Immédiatement après la publication du texte, les présidents de la conférence reçoivent un long télégramme du secrétaire d’Etat américain Henry Kissinger, qui rejette l’intégralité de la déclaration. Les grandes puissances économiques vont reprendre les choses en main, et la crise économique de 1973 offrira l’occasion de rediscipliner ou de marginaliser des Etats trop critiques, lesquels s’enfoncent dans la misère en voyant le prix de leurs importations grimper en flèche. Pour la suite des négociations sur le « nouvel ordre économique international », les pays riches multiplient les lieux de discussions pour diluer l’influence de l’ONU, où le Sud est majoritaire. En décembre 1975, la conférence sur la coopération économique internationale qui se tient à Paris ne réunit que vingt-sept Etats : huit pays riches, les principaux membres de l’Opep, mais aucun des pays qui contestent les fondements du capitalisme ou la division internationale du travail — laquelle n’a pas encore trouvé son nom de « mondialisation ». Certains grands pays du Sud font le jeu des Etats-Unis, de l’Europe et du Japon en revendiquant une plus grande place dans l’économie mondiale, sans pour autant vouloir en changer les règles.
Des prescriptions oubliées
Ainsi, malgré la signature d’un traité d’amitié, de paix et de coopération avec l’Union soviétique le 9 août 1971, l’Inde dirigée par Indira Gandhi poursuit une politique économique ambiguë, sorte de « troisième voie » entre le socialisme et le capitalisme ; au Brésil, la dictature militaire en place obtient un taux de croissance record grâce à un afflux de capitaux occidentaux. Au début des années 1980, la contre-révolution néolibérale emporte définitivement ce qu’il restait des revendications de Cocoyoc.

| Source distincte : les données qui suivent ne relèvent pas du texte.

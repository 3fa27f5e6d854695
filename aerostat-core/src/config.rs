//! Startup configuration. Built once, handed to the components by value and
//! never reloaded while flying.

use embassy_time::Duration;

use crate::error::ConfigError;

/// International Standard Atmosphere sea-level pressure.
pub const STANDARD_SEA_LEVEL_HPA: f32 = 1013.25;

/// nRF24-style PA levels.
#[derive(Clone, Copy, Debug, PartialEq, Eq)]
#[cfg_attr(feature = "defmt", derive(defmt::Format))]
pub enum PowerLevel {
    Min,
    Low,
    High,
    Max,
}

impl PowerLevel {
    pub const fn dbm(&self) -> i8 {
        match self {
            PowerLevel::Min => -18,
            PowerLevel::Low => -12,
            PowerLevel::High => -6,
            PowerLevel::Max => 0,
        }
    }

    pub const fn from_dbm(dbm: i8) -> Option<Self> {
        match dbm {
            -18 => Some(PowerLevel::Min),
            -12 => Some(PowerLevel::Low),
            -6 => Some(PowerLevel::High),
            0 => Some(PowerLevel::Max),
            _ => None,
        }
    }
}

pub type PipeAddress = [u8; 5];

#[derive(Clone, Copy, Debug, PartialEq, Eq)]
#[cfg_attr(feature = "defmt", derive(defmt::Format))]
pub struct RadioConfig {
    /// Pipe the vehicle transmits on.
    pub tx_address: PipeAddress,
    /// Pipe the vehicle listens on.
    pub rx_address: PipeAddress,
    pub power_level: PowerLevel,
}

impl Default for RadioConfig {
    fn default() -> Self {
        Self {
            tx_address: *b"1Node",
            rx_address: *b"2Node",
            power_level: PowerLevel::Low,
        }
    }
}

#[derive(Clone, Copy, Debug, PartialEq)]
pub struct FlightConfig {
    pub sample_period: Duration,
    pub radio_period: Duration,
    pub control_period: Duration,
    /// Half-width of the no-actuation window around the target.
    pub dead_band_m: f32,
    /// Target held until the ground station sends one.
    pub startup_target_altitude_m: f32,
    pub sea_level_pressure_hpa: f32,
    /// Consecutive failed reads of one sensor that end the flight.
    pub max_consecutive_sensor_failures: u32,
    /// The controller refuses to actuate on a snapshot older than this.
    pub stale_snapshot_after: Duration,
    /// How long the scheduler idles when only best-effort tasks are registered
    /// and none of them had work.
    pub idle_backoff: Duration,
    pub radio: RadioConfig,
}

impl Default for FlightConfig {
    fn default() -> Self {
        Self {
            sample_period: Duration::from_secs(1),
            radio_period: Duration::from_secs(1),
            control_period: Duration::from_millis(500),
            dead_band_m: 2.0,
            startup_target_altitude_m: 100.0,
            sea_level_pressure_hpa: STANDARD_SEA_LEVEL_HPA,
            max_consecutive_sensor_failures: 5,
            stale_snapshot_after: Duration::from_secs(3),
            idle_backoff: Duration::from_millis(1),
            radio: RadioConfig::default(),
        }
    }
}

impl FlightConfig {
    pub fn validate(&self) -> Result<(), ConfigError> {
        let periods = [
            ("sample_period", self.sample_period),
            ("radio_period", self.radio_period),
            ("control_period", self.control_period),
            ("stale_snapshot_after", self.stale_snapshot_after),
        ];
        for (name, period) in periods {
            if period.as_ticks() == 0 {
                return Err(ConfigError::ZeroPeriod(name));
            }
        }
        if !self.dead_band_m.is_finite() || self.dead_band_m < 0.0 {
            return Err(ConfigError::InvalidDeadBand);
        }
        if !self.startup_target_altitude_m.is_finite() {
            return Err(ConfigError::InvalidTarget);
        }
        if self.max_consecutive_sensor_failures == 0 {
            return Err(ConfigError::ZeroFailureThreshold);
        }
        if !self.sea_level_pressure_hpa.is_finite() || self.sea_level_pressure_hpa <= 0.0 {
            return Err(ConfigError::InvalidSeaLevelPressure);
        }
        Ok(())
    }
}

#[cfg(test)]
mod tests {
    use super::*;

    #[test]
    fn test_default_config_is_valid() {
        assert_eq!(FlightConfig::default().validate(), Ok(()));
    }

    #[test]
    fn test_rejects_zero_period() {
        let config = FlightConfig {
            radio_period: Duration::from_ticks(0),
            ..FlightConfig::default()
        };
        assert_eq!(
            config.validate(),
            Err(ConfigError::ZeroPeriod("radio_period"))
        );
    }

    #[test]
    fn test_rejects_bad_dead_band_and_target() {
        let negative = FlightConfig {
            dead_band_m: -1.0,
            ..FlightConfig::default()
        };
        assert_eq!(negative.validate(), Err(ConfigError::InvalidDeadBand));

        let nan_target = FlightConfig {
            startup_target_altitude_m: f32::NAN,
            ..FlightConfig::default()
        };
        assert_eq!(nan_target.validate(), Err(ConfigError::InvalidTarget));
    }

    #[test]
    fn test_power_level_dbm_mapping() {
        assert_eq!(RadioConfig::default().power_level.dbm(), -12);
        assert_eq!(PowerLevel::from_dbm(0), Some(PowerLevel::Max));
        assert_eq!(PowerLevel::from_dbm(3), None);
    }
}
//! Cooperative round-robin scheduler.
//!
//! Every task is offered one tick per round, in spawn order. Periodic tasks
//! only run once their deadline has passed; best-effort tasks are offered
//! every round and say whether they had work. A round in which nothing
//! worked ends with the clock idling until the next deadline.
//!
//! A task returning `Err(SchedulerFatal)` stops the loop: the fault is
//! reported, `Task::safe` runs on every task, and the error is returned.
//! Panics are not caught; the profiles abort on panic.

use core::cell::Cell;
use core::convert::Infallible;

use embassy_time::{Duration, Instant};

use crate::error::SchedulerFatal;
use crate::log::{FlightEvent, FlightLog};
use crate::utilization::{MAX_TASKS, TaskId, TaskStats};

/// Time source for the scheduler. Tasks receive `now` from the scheduler and
/// never read a clock themselves.
pub trait Clock {
    fn now(&self) -> Instant;
    /// Give up the processor until `deadline`. May return early.
    fn idle_until(&self, deadline: Instant);
}

impl<C: Clock + ?Sized> Clock for &C {
    fn now(&self) -> Instant {
        (**self).now()
    }

    fn idle_until(&self, deadline: Instant) {
        (**self).idle_until(deadline)
    }
}

/// Virtual time. Idling jumps straight to the deadline.
pub struct ManualClock {
    ticks: Cell<u64>,
}

impl ManualClock {
    pub const fn new() -> Self {
        Self {
            ticks: Cell::new(0),
        }
    }

    pub fn advance(&self, by: Duration) {
        self.ticks.set(self.ticks.get().saturating_add(by.as_ticks()));
    }

    pub fn set(&self, at: Instant) {
        self.ticks.set(at.as_ticks());
    }
}

impl Default for ManualClock {
    fn default() -> Self {
        Self::new()
    }
}

impl Clock for ManualClock {
    fn now(&self) -> Instant {
        Instant::from_ticks(self.ticks.get())
    }

    fn idle_until(&self, deadline: Instant) {
        if deadline.as_ticks() > self.ticks.get() {
            self.ticks.set(deadline.as_ticks());
        }
    }
}

#[derive(Clone, Copy, Debug, PartialEq, Eq)]
#[cfg_attr(feature = "defmt", derive(defmt::Format))]
pub enum Cadence {
    Periodic(Duration),
    BestEffort,
}

#[derive(Clone, Copy, Debug, PartialEq, Eq)]
#[cfg_attr(feature = "defmt", derive(defmt::Format))]
pub struct TaskSpec {
    pub name: &'static str,
    pub cadence: Cadence,
    /// Longest acceptable tick. Longer ticks are counted and reported.
    pub budget: Option<Duration>,
}

#[derive(Clone, Copy, Debug, PartialEq, Eq)]
#[cfg_attr(feature = "defmt", derive(defmt::Format))]
pub enum TaskStatus {
    Worked,
    Idle,
}

pub trait Task {
    fn spec(&self) -> TaskSpec;

    /// Do one unit of work and return. Must not wait on anything.
    fn tick(&mut self, now: Instant) -> Result<TaskStatus, SchedulerFatal>;

    /// Put owned hardware in its safe state. Called on fatal faults and on
    /// shutdown.
    fn safe(&mut self) {}
}

struct Slot<'t> {
    task: &'t mut (dyn Task + 't),
    spec: TaskSpec,
    next_due: Instant,
    stats: TaskStats,
}

pub struct Scheduler<'t, C: Clock, const N: usize = MAX_TASKS> {
    clock: C,
    log: &'t FlightLog,
    idle_backoff: Duration,
    slots: heapless::Vec<Slot<'t>, N>,
}

impl<'t, C: Clock, const N: usize> Scheduler<'t, C, N> {
    pub fn new(clock: C, log: &'t FlightLog, idle_backoff: Duration) -> Self {
        Self {
            clock,
            log,
            idle_backoff,
            slots: heapless::Vec::new(),
        }
    }

    /// Register a task. Its first tick is due immediately.
    pub fn spawn(&mut self, task: &'t mut (dyn Task + 't)) -> Result<TaskId, SchedulerFatal> {
        let spec = task.spec();
        let slot = Slot {
            task,
            spec,
            next_due: self.clock.now(),
            stats: TaskStats::new(),
        };
        self.slots
            .push(slot)
            .map_err(|_| SchedulerFatal::TaskTableFull)?;
        log::debug!("spawned task {} ({:?})", spec.name, spec.cadence);
        Ok(TaskId(self.slots.len() - 1))
    }

    /// Run one round. Returns whether any task did work.
    pub fn step(&mut self) -> Result<bool, SchedulerFatal> {
        let mut any_worked = false;
        for i in 0..self.slots.len() {
            let now = self.clock.now();
            let slot = &mut self.slots[i];

            if let Cadence::Periodic(period) = slot.spec.cadence {
                if now < slot.next_due {
                    continue;
                }
                let late_by = now.saturating_duration_since(slot.next_due);
                if late_by > period {
                    slot.stats.record_late_start();
                    slot.next_due = now + period;
                    self.log.report(
                        now,
                        FlightEvent::Overrun {
                            task: slot.spec.name,
                            late_by_us: late_by.as_micros(),
                        },
                    );
                } else {
                    slot.next_due += period;
                }
            }

            let result = slot.task.tick(now);
            let took = self.clock.now().saturating_duration_since(now);
            let status = match result {
                Ok(status) => status,
                Err(fatal) => return Err(self.fail(fatal)),
            };

            let worked = status == TaskStatus::Worked;
            any_worked |= worked;
            if slot.stats.record(now, took, worked, slot.spec.budget) {
                self.log.report(
                    now,
                    FlightEvent::BudgetExceeded {
                        task: slot.spec.name,
                        took_us: took.as_micros(),
                    },
                );
            }
        }
        Ok(any_worked)
    }

    /// Run forever. Only a fatal fault returns.
    pub fn run(&mut self) -> Result<Infallible, SchedulerFatal> {
        loop {
            self.round()?;
        }
    }

    /// Run until `stop` says so, then put every task in its safe state.
    pub fn run_until(
        &mut self,
        mut stop: impl FnMut(Instant) -> bool,
    ) -> Result<(), SchedulerFatal> {
        while !stop(self.clock.now()) {
            self.round()?;
        }
        log::info!("scheduler stopped");
        self.make_safe();
        Ok(())
    }

    pub fn stats(&self, id: TaskId) -> Option<&TaskStats> {
        self.slots.get(id.0).map(|slot| &slot.stats)
    }

    pub fn task_stats(&self) -> impl Iterator<Item = (&'static str, &TaskStats)> + '_ {
        self.slots.iter().map(|slot| (slot.spec.name, &slot.stats))
    }

    fn round(&mut self) -> Result<(), SchedulerFatal> {
        if !self.step()? {
            self.idle();
        }
        Ok(())
    }

    fn idle(&self) {
        let now = self.clock.now();
        let backoff = now + self.idle_backoff;
        let mut deadline: Option<Instant> = None;
        let mut has_best_effort = false;
        for slot in &self.slots {
            match slot.spec.cadence {
                Cadence::Periodic(_) => {
                    deadline = Some(deadline.map_or(slot.next_due, |d| d.min(slot.next_due)));
                }
                Cadence::BestEffort => has_best_effort = true,
            }
        }
        // Best-effort tasks are polled again after the back-off at the latest.
        let deadline = match deadline {
            Some(d) if has_best_effort => d.min(backoff),
            Some(d) => d,
            None => backoff,
        };
        if deadline > now {
            self.clock.idle_until(deadline);
        }
    }

    fn fail(&mut self, fatal: SchedulerFatal) -> SchedulerFatal {
        self.log.report(self.clock.now(), FlightEvent::Fatal(fatal));
        self.make_safe();
        fatal
    }

    fn make_safe(&mut self) {
        for slot in self.slots.iter_mut() {
            slot.task.safe();
        }
    }
}

/// Spawn `tasks` in order and run them forever.
pub fn run<C: Clock>(
    clock: C,
    log: &FlightLog,
    idle_backoff: Duration,
    tasks: &mut [&mut dyn Task],
) -> Result<Infallible, SchedulerFatal> {
    let mut scheduler: Scheduler<'_, C> = Scheduler::new(clock, log, idle_backoff);
    for task in tasks.iter_mut() {
        scheduler.spawn(&mut **task)?;
    }
    scheduler.run()
}
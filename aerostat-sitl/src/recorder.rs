use std::io::Write;

use aerostat_core::Blackboard;
use aerostat_core::log::{LogBuffer, LogEntry, MAX_LOG_LINE_LEN};
use aerostat_core::scheduler::{Cadence, Task, TaskSpec, TaskStatus};
use aerostat_core::SchedulerFatal;
use embassy_time::{Duration, Instant};

const BUFFER_LEN: usize = 4096;

/// Drains the flight log into a CSV sink.
///
/// Rows are staged in a RAM buffer and written out when it fills up or the
/// flush interval has passed. A failing sink never stops the flight; the
/// recorder just stops writing.
pub struct FlightRecorder<'a, W: Write> {
    board: &'a Blackboard,
    out: W,
    buffer: LogBuffer<BUFFER_LEN>,
    period: Duration,
    flush_interval: Duration,
    last_flush: Instant,
    rows: u64,
    sink_ok: bool,
}

impl<'a, W: Write> FlightRecorder<'a, W> {
    /// Writes the schema header straight away.
    pub fn new(board: &'a Blackboard, out: W, period: Duration, flush_interval: Duration) -> Self {
        let mut recorder = Self {
            board,
            out,
            buffer: LogBuffer::new(),
            period,
            flush_interval,
            last_flush: Instant::from_ticks(0),
            rows: 0,
            sink_ok: true,
        };
        LogEntry::write_schema(&mut recorder.buffer).ok();
        recorder.flush();
        recorder
    }

    pub fn rows(&self) -> u64 {
        self.rows
    }

    pub fn is_healthy(&self) -> bool {
        self.sink_ok
    }

    /// Moves every queued entry into the buffer, flushing when it runs low.
    fn drain(&mut self) -> usize {
        let mut drained = 0;
        while let Some(entry) = self.board.log.try_next() {
            if self.buffer.space_remaining() < MAX_LOG_LINE_LEN {
                self.flush();
            }
            if self.buffer.write_entry(&entry).is_ok() {
                self.rows += 1;
            } else {
                log::warn!("recorder: row too long, skipped");
            }
            drained += 1;
        }
        drained
    }

    fn flush(&mut self) {
        if self.buffer.pos == 0 {
            return;
        }
        if self.sink_ok {
            let written = self
                .out
                .write_all(self.buffer.get_active_buffer())
                .and_then(|()| self.out.flush());
            if let Err(e) = written {
                log::error!("recorder: write failed, recording stopped: {}", e);
                self.sink_ok = false;
            }
        }
        self.buffer.reset();
    }
}

impl<W: Write> Task for FlightRecorder<'_, W> {
    fn spec(&self) -> TaskSpec {
        TaskSpec {
            name: "recorder",
            cadence: Cadence::Periodic(self.period),
            budget: None,
        }
    }

    fn tick(&mut self, now: Instant) -> Result<TaskStatus, SchedulerFatal> {
        let drained = self.drain();
        if now.saturating_duration_since(self.last_flush) >= self.flush_interval {
            self.flush();
            self.last_flush = now;
        }
        Ok(if drained > 0 {
            TaskStatus::Worked
        } else {
            TaskStatus::Idle
        })
    }

    /// Last chance to get the tail of the log out.
    fn safe(&mut self) {
        self.drain();
        self.flush();
    }
}

#[cfg(test)]
mod tests {
    use super::*;
    use aerostat_core::log::FlightEvent;
    use aerostat_core::{DecodeError, TelemetrySnapshot};

    struct BrokenSink;

    impl Write for BrokenSink {
        fn write(&mut self, _buf: &[u8]) -> std::io::Result<usize> {
            Err(std::io::Error::other("card removed"))
        }
        fn flush(&mut self) -> std::io::Result<()> {
            Ok(())
        }
    }

    #[test]
    fn test_writes_schema_then_rows() {
        let board = Blackboard::new();
        let mut recorder = FlightRecorder::new(
            &board,
            Vec::new(),
            Duration::from_millis(250),
            Duration::from_secs(1),
        );
        board.log.record(LogEntry::Snapshot(5, TelemetrySnapshot::new()));
        board.log.report(
            Instant::from_ticks(6),
            FlightEvent::DecodeFailed(DecodeError::Malformed),
        );
        recorder.tick(Instant::from_secs(2)).unwrap();

        let text = String::from_utf8(recorder.out.clone()).unwrap();
        assert!(text.starts_with("# SCHEMA DEFINITION\n"));
        assert!(text.contains("\nS,5,0,"));
        assert!(text.contains("\nE,6,W,decode_failed,uplink discarded: malformed payload\n"));
        assert_eq!(recorder.rows(), 2);
    }

    #[test]
    fn test_safe_flushes_the_tail() {
        let board = Blackboard::new();
        let mut recorder = FlightRecorder::new(
            &board,
            Vec::new(),
            Duration::from_millis(250),
            Duration::from_secs(60),
        );
        board.log.record(LogEntry::Snapshot(5, TelemetrySnapshot::new()));
        recorder.tick(Instant::from_secs(1)).unwrap();
        let before = recorder.out.len();
        recorder.safe();
        assert!(recorder.out.len() > before);
    }

    #[test]
    fn test_broken_sink_does_not_stop_the_flight() {
        let board = Blackboard::new();
        let mut recorder = FlightRecorder::new(
            &board,
            BrokenSink,
            Duration::from_millis(250),
            Duration::from_millis(1),
        );
        assert!(!recorder.is_healthy());
        board.log.record(LogEntry::Snapshot(5, TelemetrySnapshot::new()));
        assert_eq!(recorder.tick(Instant::from_secs(1)), Ok(TaskStatus::Worked));
    }
}
#[axum::async_trait]
impl Store for MongoStore {
    async fn insert_user(&self, user: &UserModel) -> Result<(), Error> {
        self.users.insert_one(user, None).await.map_err(|err| {
            if is_duplicate_key(&err) {
                Error::DuplicateEmail
            } else {
                err.into()
            }
        })?;

        Ok(())
    }

    async fn find_user_by_id(&self, id: ObjectId) -> Result<Option<UserModel>, Error> {
        self.users
            .find_one(doc! { "_id": id }, None)
            .await
            .map_err(Into::into)
    }

    async fn find_user_by_email(&self, email: &str) -> Result<Option<UserModel>, Error> {
        self.users
            .find_one(doc! { "email": email }, None)
            .await
            .map_err(Into::into)
    }

    async fn list_users(&self) -> Result<Vec<UserModel>, Error> {
        self.users
            .find_all(
                None,
                FindOptions::builder()
                    .sort(doc! { "created_at": 1, "_id": 1 })
                    .build(),
            )
            .await
    }

    async fn update_user_role(
        &self,
        id: ObjectId,
        role: UserRole,
        updated_at: bson::DateTime,
    ) -> Result<Option<UserModel>, Error> {
        self.users
            .find_one_and_update(
                doc! { "_id": id },
                doc! {
                    "$set": {
                        "role": bson::to_bson(&role)?,
                        "updated_at": updated_at,
                    }
                },
                FindOneAndUpdateOptions::builder()
                    .return_document(ReturnDocument::After)
                    .build(),
            )
            .await
            .map_err(Into::into)
    }

    async fn insert_refresh_token(&self, token: &RefreshTokenModel) -> Result<(), Error> {
        self.refresh_tokens.insert_one(token, None).await?;
        Ok(())
    }

    async fn find_refresh_token(&self, id: ObjectId) -> Result<Option<RefreshTokenModel>, Error> {
        self.refresh_tokens
            .find_one(doc! { "_id": id }, None)
            .await
            .map_err(Into::into)
    }

    async fn delete_refresh_token(&self, id: ObjectId) -> Result<bool, Error> {
        let deleted = self
            .refresh_tokens
            .delete_one(doc! { "_id": id }, None)
            .await?;

        Ok(deleted.deleted_count > 0)
    }

    async fn insert_parcel(&self, parcel: &ParcelModel) -> Result<(), Error> {
        self.parcels.insert_one(parcel, None).await.map_err(|err| {
            if is_duplicate_key(&err) {
                Error::MustUniqueError("tracking_id".to_string())
            } else {
                err.into()
            }
        })?;

        Ok(())
    }

    async fn find_parcel_by_tracking_id(
        &self,
        tracking_id: &str,
    ) -> Result<Option<ParcelModel>, Error> {
        self.parcels
            .find_one(doc! { "tracking_id": tracking_id }, None)
            .await
            .map_err(Into::into)
    }

    async fn list_parcels(&self, filter: ParcelFilter) -> Result<Vec<ParcelModel>, Error> {
        let query = match filter.sender_id {
            Some(sender_id) => doc! { "sender_id": sender_id },
            None => doc! {},
        };

        self.parcels
            .find_all(
                query,
                FindOptions::builder()
                    .sort(doc! { "created_at": 1, "_id": 1 })
                    .build(),
            )
            .await
    }

    async fn find_otp(&self, tracking_id: &str) -> Result<Option<DeliveryOtpModel>, Error> {
        self.otps
            .find_one(doc! { "_id": tracking_id }, None)
            .await
            .map_err(Into::into)
    }

    async fn commit_transition(&self, commit: TransitionCommit) -> Result<(), Error> {
        transaction!(self, session => self.in_transaction_commit(&commit, &mut session))
    }

    async fn history(&self, parcel_id: ObjectId) -> Result<Vec<HandoverRecordModel>, Error> {
        self.records
            .find_all(
                doc! { "parcel_id": parcel_id },
                FindOptions::builder()
                    .sort(doc! { "timestamp": 1, "sequence": 1 })
                    .build(),
            )
            .await
    }

    async fn history_by_handler(
        &self,
        handler_id: ObjectId,
    ) -> Result<Vec<HandoverRecordModel>, Error> {
        self.records
            .find_all(
                doc! {
                    "$or": [
                        { "from_handler_id": handler_id },
                        { "to_handler_id": handler_id },
                        { "actor_id": handler_id },
                    ]
                },
                FindOptions::builder()
                    .sort(doc! { "timestamp": 1, "sequence": 1 })
                    .build(),
            )
            .await
    }

    async fn raise_alert(&self, alert: &TamperAlertModel) -> Result<(), Error> {
        transaction!(self, session => self.in_transaction_raise(alert, &mut session))
    }

    async fn list_alerts(&self, filter: AlertFilter) -> Result<Vec<TamperAlertModel>, Error> {
        let mut query = doc! {};
        if let Some(parcel_id) = filter.parcel_id {
            query.insert("parcel_id", parcel_id);
        }
        if let Some(resolved) = filter.resolved {
            query.insert("resolved", resolved);
        }

        self.alerts
            .find_all(
                query,
                FindOptions::builder()
                    .sort(doc! { "timestamp": -1, "_id": -1 })
                    .build(),
            )
            .await
    }

    async fn resolve_alert(
        &self,
        alert_id: ObjectId,
        admin_id: ObjectId,
        resolved_at: bson::DateTime,
    ) -> Result<TamperAlertModel, Error> {
        transaction!(self, session => self.in_transaction_resolve(alert_id, admin_id, resolved_at, &mut session))
    }
}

Aujourd’hui, une recherche sur le site des Nations unies ne donne accès qu’à quelques lignes évoquant le symposium d’octobre 1974. On y trouve une courte citation de la déclaration finale : « La voie à suivre ne passe pas par le désespoir, par la fin du monde, ou par un optimisme béat devant les solutions technologiques successives. Elle passe au contraire par une appréciation méticuleuse, sans passion, des “limites extérieures” [la préservation d’un environnement équilibré], par une recherche collective des moyens d’atteindre les “limites intérieures” des droits fondamentaux [la satisfaction des besoins humains fondamentaux], par l’édification de structures sociales exprimant ces droits et par tout le patient travail consistant à élaborer des techniques et des styles de développement qui améliorent et préservent notre patrimoine planétaire. » Pouvait-on évoquer les travaux de Cocoyoc tout en effaçant de façon aussi systématique la subversion et les perspectives politiques du texte d’origine ?
Aurélien Bernier
Auteur de Désobéissons à l’Union européenne !, Mille et une nuits, Paris, 2011.
(1) On découvrira plus tard sa proximité avec la Central Intelligence Agency (CIA). Lire Jean-François Boyer, « Et le Mexique cessa d’être indépendant », Le Monde diplomatique, mars 2011.